◆ What this task involves: Locate every line in the records below that contains the word "FlowIndex", and copy each one.

Source records:
impl FlowAnalyzer for BgpAnalyzer {
    fn name(&self) -> &'static str {
        "bgp"
    }

    fn init(&mut self, flow_capacity: usize) -> Result<(), ParserError> {
        self.flows = vec![BgpFlow::default(); flow_capacity];
        Ok(())
    }

    fn print_header(&self) -> Schema {
        let mut bv = Schema::new();
        bv.append_h16("bgpStat", "BGP status");
        bv.append_h16("bgpAFlgs", "BGP anomaly flags");
        bv.append_h8("bgpMsgT", "BGP message types");
        bv.append_tuple(
            "bgpNOpen_Upd_Notif_KeepAl_RteRefr",
            "Number of BGP messages: OPEN, UPDATE, NOTIFICATION, KEEPALIVE and ROUTE-REFRESH",
            &[LeafType::UInt32; 5],
        );
        // OPEN message
        bv.append_u8("bgpVersion", "BGP version");
        bv.append_tuple(
            "bgpSrcAS_dstAS",
            "BGP source and destination Autonomous System (AS)",
            &[LeafType::UInt32, LeafType::UInt32],
        );
        bv.append_tuple(
            "bgpSrcId_dstId",
            "BGP source and destination ID",
            &[LeafType::Ip4Addr, LeafType::Ip4Addr],
        );
        bv.append_u16("bgpHTime", "BGP hold time (sec)");
        bv.append_h16("bgpCaps", "BGP capabilities");
        // UPDATE messages
        bv.append_h32("bgpPAttr", "BGP path attributes");
        bv.append_u32("bgpNAdver", "BGP total number of advertised routes");
        bv.append_u32("bgpNWdrwn", "BGP total number of withdrawn routes");
        bv.append_u32("bgpMaxAdver", "BGP maximum number of advertised routes per record");
        bv.append_dbl("bgpAvgAdver", "BGP average number of advertised routes per record");
        bv.append_u32("bgpMaxWdrwn", "BGP maximum number of withdrawn routes per record");
        bv.append_dbl("bgpAvgWdrwn", "BGP average number of withdrawn routes per record");
        bv.append_h32("bgpAdvPref", "BGP advertised prefixes");
        bv.append_h32("bgpWdrnPref", "BGP withdrawn prefixes");
        bv.append_tuple(
            "bgpNIGP_EGP_INC",
            "BGP number of routes from origin IGP, EGP, INCOMPLETE",
            &[LeafType::UInt32; 3],
        );
        bv.append_u8("bgpMinASPLen", "BGP minimum AS path length");
        bv.append_u8("bgpMaxASPLen", "BGP maximum AS path length");
        bv.append_dbl("bgpAvgASPLen", "BGP average AS path length");
        bv.append_u32("bgpMaxNPrepAS", "BGP maximum number of prepended AS");
        bv.append_dbl("bgpMinIatUp", "BGP minimum inter-arrival time for update messages");
        bv.append_dbl("bgpMaxIatUp", "BGP maximum inter-arrival time for update messages");
        bv.append_dbl("bgpAvgIatUp", "BGP average inter-arrival time for update messages");
        // KEEPALIVE messages
        bv.append_dbl("bgpMinIatKA", "BGP minimum inter-arrival time for keep-alive messages");
        bv.append_dbl("bgpMaxIatKA", "BGP maximum inter-arrival time for keep-alive messages");
        bv.append_dbl("bgpAvgIatKA", "BGP average inter-arrival time for keep-alive messages");
        // NOTIFICATION message
        bv.append_tuple(
            "bgpNotifCode_Subcode",
            "BGP notification (fatal error) code and subcode",
            &[LeafType::UInt8, LeafType::UInt8],
        );
        bv
    }

    fn on_new_flow(&mut self, packet: &PacketView, flow: &FlowView, idx: FlowIndex) {
        let f = &mut self.flows[idx];
        *f = BgpFlow::default();

        if packet.l4_proto == L4Proto::Tcp
            && (flow.src_port == BGP_PORT || flow.dst_port == BGP_PORT)
        {
            f.stat |= BgpStat::BGP;
        }
    }

    fn on_layer4(
        &mut self,
        packet: &PacketView,
        flow: &FlowView,
        idx: FlowIndex,
        _ctx: &mut PacketContext,
    ) {
        let snaplen = packet.snap_l7_len() as usize;
        if self.flows[idx].stat.is_empty() || snaplen < BGP_HDR_LEN {
            return; // not a BGP flow
        }

        // only the first fragment is processed
        if !packet.first_fragment {
            return;
        }

        let mut buf = ByteCursor::new(packet.l7);

        self.num_bgp[0] += 1;
        self.flows[idx].now = packet.ts();
        self.rec = 0;

        while buf.left() >= BGP_HDR_LEN {
            self.rec += 1;

            let marker = [buf.read_u64().unwrap(), buf.read_u64().unwrap()];
            if marker != [u64::MAX, u64::MAX] {
                buf.seek(SeekFrom::Current(-16));
                // search for the next marker
                if !buf.memmem(&BGP_MARKER) {
                    self.flows[idx].stat |= BgpStat::CONN_SYNC;
                    return;
                }
                debug!("pkt {}: found a new marker at offset {}", packet.pkt_num, buf.tell());
                if !buf.skip_n(16) || buf.left() < 3 {
                    self.flows[idx].stat |= BgpStat::SNAPLEN;
                    return;
                }
            }

            /* record length */
            let Some(hdrlen) = buf.read_u16() else {
                self.flows[idx].stat |= BgpStat::SNAPLEN;
                return;
            };
            self.flows[idx].hdrlen = hdrlen;
            if (hdrlen as usize) < BGP_HDR_LEN || hdrlen > BGP_MAX_LEN {
                debug!("pkt {}: bad message length {hdrlen}", packet.pkt_num);
                self.flows[idx].stat |= BgpStat::BAD_LEN;
                return;
            }

            /* record type */
            let Some(typ) = buf.read_u8() else {
                self.flows[idx].stat |= BgpStat::SNAPLEN;
                return;
            };
            if typ == 0 || typ > BgpMessageType::RouteRefresh.index() as u8 {
                debug!("pkt {}: bad message type {typ}", packet.pkt_num);
                self.flows[idx].stat |= BgpStat::BAD_TYPE;
                if !buf.skip_n(hdrlen as usize - BGP_HDR_LEN) {
                    self.flows[idx].stat |= BgpStat::SNAPLEN;
                    return;
                }
                continue;
            }

            self.flows[idx].msg_t |= 1 << typ;
            self.flows[idx].num_t[typ as usize] += 1;
            self.num_bgp[typ as usize] += 1;

            let ok = match BgpMessageType::from(typ) {
                BgpMessageType::Open => self.decode_open(&mut buf, idx, flow),
                BgpMessageType::Update => self.decode_update(&mut buf, idx, flow, packet.pkt_num),
                BgpMessageType::Notification => self.decode_notification(&mut buf, idx),
                BgpMessageType::KeepAlive => self.decode_keep_alive(idx, packet.pkt_num),
                BgpMessageType::RouteRefresh => {
                    self.decode_route_refresh(&mut buf, idx, packet.pkt_num)
                }
                BgpMessageType::Unknown(_) => unreachable!(),
            };
            if !ok {
                return;
            }
        }
    }

    fn on_flow_terminate(&mut self, idx: FlowIndex, _flow: &FlowView, out: &mut OutputBuffer) {
        let f = &self.flows[idx];

        self.agg_stat |= f.stat;
        self.agg_aflgs |= f.aflgs;
        self.agg_caps |= f.caps;
        self.agg_attr |= f.attr;

        out.append_u16(f.stat.bits());
        out.append_u16(f.aflgs.bits());
        out.append_u8(f.msg_t);

        for i in 1..=BgpMessageType::RouteRefresh.index() {
            out.append_u32(f.num_t[i]);
        }

        // OPEN message
        out.append_u8(f.version);
        out.append_u32(f.src_as);
        out.append_u32(f.dst_as);
        out.append_ip4(std::net::Ipv4Addr::from(f.src_id));
        out.append_ip4(std::net::Ipv4Addr::from(f.dst_id));
        out.append_u16(f.htime);
        out.append_u16(f.caps.bits());

        // UPDATE messages
        out.append_u32(f.attr);
        out.append_u32(f.nadver);
        out.append_u32(f.nwdrwn);
        out.append_u32(f.maxadver);
        out.append_f64(f.avgadver);
        out.append_u32(f.maxwdrwn);
        out.append_f64(f.avgwdrwn);
        out.append_u32(f.advpref);
        out.append_u32(f.wdrnpref);
        for n in f.origin {
            out.append_u32(n);
        }
        out.append_u8(f.minasplen);
        out.append_u8(f.maxasplen);
        out.append_f64(f.avgasplen);
        out.append_u32(f.maxnprepas);
        out.append_f64(f.min_iat_up);
        out.append_f64(f.max_iat_up);
        out.append_f64(f.avg_iat_up);

        // KEEPALIVE messages
        out.append_f64(f.min_iat_ka);
        out.append_f64(f.max_iat_ka);
        out.append_f64(f.avg_iat_ka);

        // NOTIFICATION message
        out.append_u8(f.notif[0]);
        out.append_u8(f.notif[1]);
    }

    fn plugin_report(&self, w: &mut dyn io::Write) -> io::Result<()> {
        if self.num_bgp[0] == 0 {
            return Ok(());
        }
        writeln!(w, "bgp: aggregated bgpStat=0x{:04x}", self.agg_stat.bits())?;
        writeln!(w, "bgp: aggregated bgpAFlgs=0x{:04x}", self.agg_aflgs.bits())?;
        writeln!(w, "bgp: aggregated bgpCaps=0x{:04x}", self.agg_caps.bits())?;
        writeln!(w, "bgp: aggregated bgpPAttr=0x{:08x}", self.agg_attr)?;
        writeln!(w, "bgp: number of BGP packets: {}", self.num_bgp[0])?;
        for t in 1..=BgpMessageType::RouteRefresh.index() {
            if self.num_bgp[t] > 0 {
                writeln!(
                    w,
                    "bgp: number of BGP {} messages: {} [{:.2}%]",
                    BgpMessageType::from(t as u8).as_str(),
                    self.num_bgp[t],
                    100.0 * self.num_bgp[t] as f64 / self.num_bgp[0] as f64
                )?;
            }
        }
        Ok(())
    }

    fn finalize(&mut self) {
        self.anom.flush();
        self.moas.flush();
        if let Some(w) = &mut self.rt_out {
            let _ = w.flush();
        }
        self.flows.clear();
    }
}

◆ Output of the exercise:
    fn on_new_flow(&mut self, packet: &PacketView, flow: &FlowView, idx: FlowIndex) {
        idx: FlowIndex,
    fn on_flow_terminate(&mut self, idx: FlowIndex, _flow: &FlowView, out: &mut OutputBuffer) {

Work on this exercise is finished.